I grew up with the original Star Wars movies (numbers 4-6). I was a Han Solo guy more than a Luke Skywalker guy – but regardless Yoda was awesome. Something that was impressed upon me throughout life, and summarized miraculously by Yoda was do or do not, there is no try. I couldn’t agree more, and I use that guiding principle in my instruction. At the time, I didn’t understand the message, but as I grew and continued to watch the movie, the message took on meaning. Anyone can try to do well and most do. But somewhere along the line, there is a reason, an obstacle, or an excuse as to why they did not succeed. The same is true of students – but the try doesn’t matter. You remember the failures and successes; you remember the wins and losses.
What the quality standard of instruction does is create an umbrella that guides whatever instructional best practices you use in your class, building, and/or district. Setting a quality standard of assessment changes the emphasis of a classroom in a number of ways; many of which you can read about on the other posts. But what I find, it assesses for learning, not a grade. Students succeed or fail, and then we teach the “try.” The students revisit the content, and after I am comfortable with their increased knowledge base, we reassess. The student earns the grade that reflects their knowledge – the grade is and should always be a reflection of knowledge.

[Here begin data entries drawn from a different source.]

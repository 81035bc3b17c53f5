//! In-memory [`EmbeddingGateway`] for tests and the `mock` feature.

use std::sync::atomic::{AtomicUsize, Ordering};

use super::error::EmbeddingError;
use super::{EmbedResult, EmbeddingGateway, validate_batch};

/// Deterministically hashes text into a vector via [`crate::hashing`], so
/// tests get stable, distinguishable embeddings without a real model.
pub struct MockEmbeddingGateway {
    call_count: AtomicUsize,
    fail_next: std::sync::atomic::AtomicBool,
}

impl MockEmbeddingGateway {
    /// Builds a mock gateway.
    pub fn new() -> Self {
        Self {
            call_count: AtomicUsize::new(0),
            fail_next: std::sync::atomic::AtomicBool::new(false),
        }
    }

    /// Returns the number of times [`EmbeddingGateway::embed`] has been called.
    pub fn call_count(&self) -> usize {
        self.call_count.load(Ordering::SeqCst)
    }

    /// Makes the next `embed` call return [`EmbeddingError::RequestFailed`].
    pub fn fail_next_call(&self) {
        self.fail_next.store(true, Ordering::SeqCst);
    }

    fn deterministic_vector(text: &str, dim: u32) -> Vec<f32> {
        let seed = crate::hashing::hash_to_u64(text.as_bytes());
        (0..dim)
            .map(|i| {
                let mixed = seed.wrapping_add(i as u64).wrapping_mul(2_654_435_761);
                ((mixed % 2000) as f32 / 1000.0) - 1.0
            })
            .collect()
    }
}

impl Default for MockEmbeddingGateway {
    fn default() -> Self {
        Self::new()
    }
}

impl EmbeddingGateway for MockEmbeddingGateway {
    async fn embed(&self, batch: &[String], expected_dim: u32) -> Result<EmbedResult, EmbeddingError> {
        validate_batch(batch)?;
        self.call_count.fetch_add(1, Ordering::SeqCst);

        if self.fail_next.swap(false, Ordering::SeqCst) {
            return Err(EmbeddingError::RequestFailed {
                reason: "mock gateway forced failure".to_string(),
            });
        }

        let vectors = batch
            .iter()
            .map(|text| Self::deterministic_vector(text, expected_dim))
            .collect();

        Ok(EmbedResult {
            vectors,
            degraded: false,
        })
    }
}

For many educators it has always seemed that we tell the students you need to try, but let them do or do not part of Yoda’s thought entirely arbitrary, and what seems like a process that does not reflect learning. After a grade has dropped, we offer extra credit, notebook checks, and a variety of grades that do not assess learning. Implementing a quality standard of instruction – teaches students how to try, causes everyone to succeed through learning, and eliminates failure, because we never stop doing.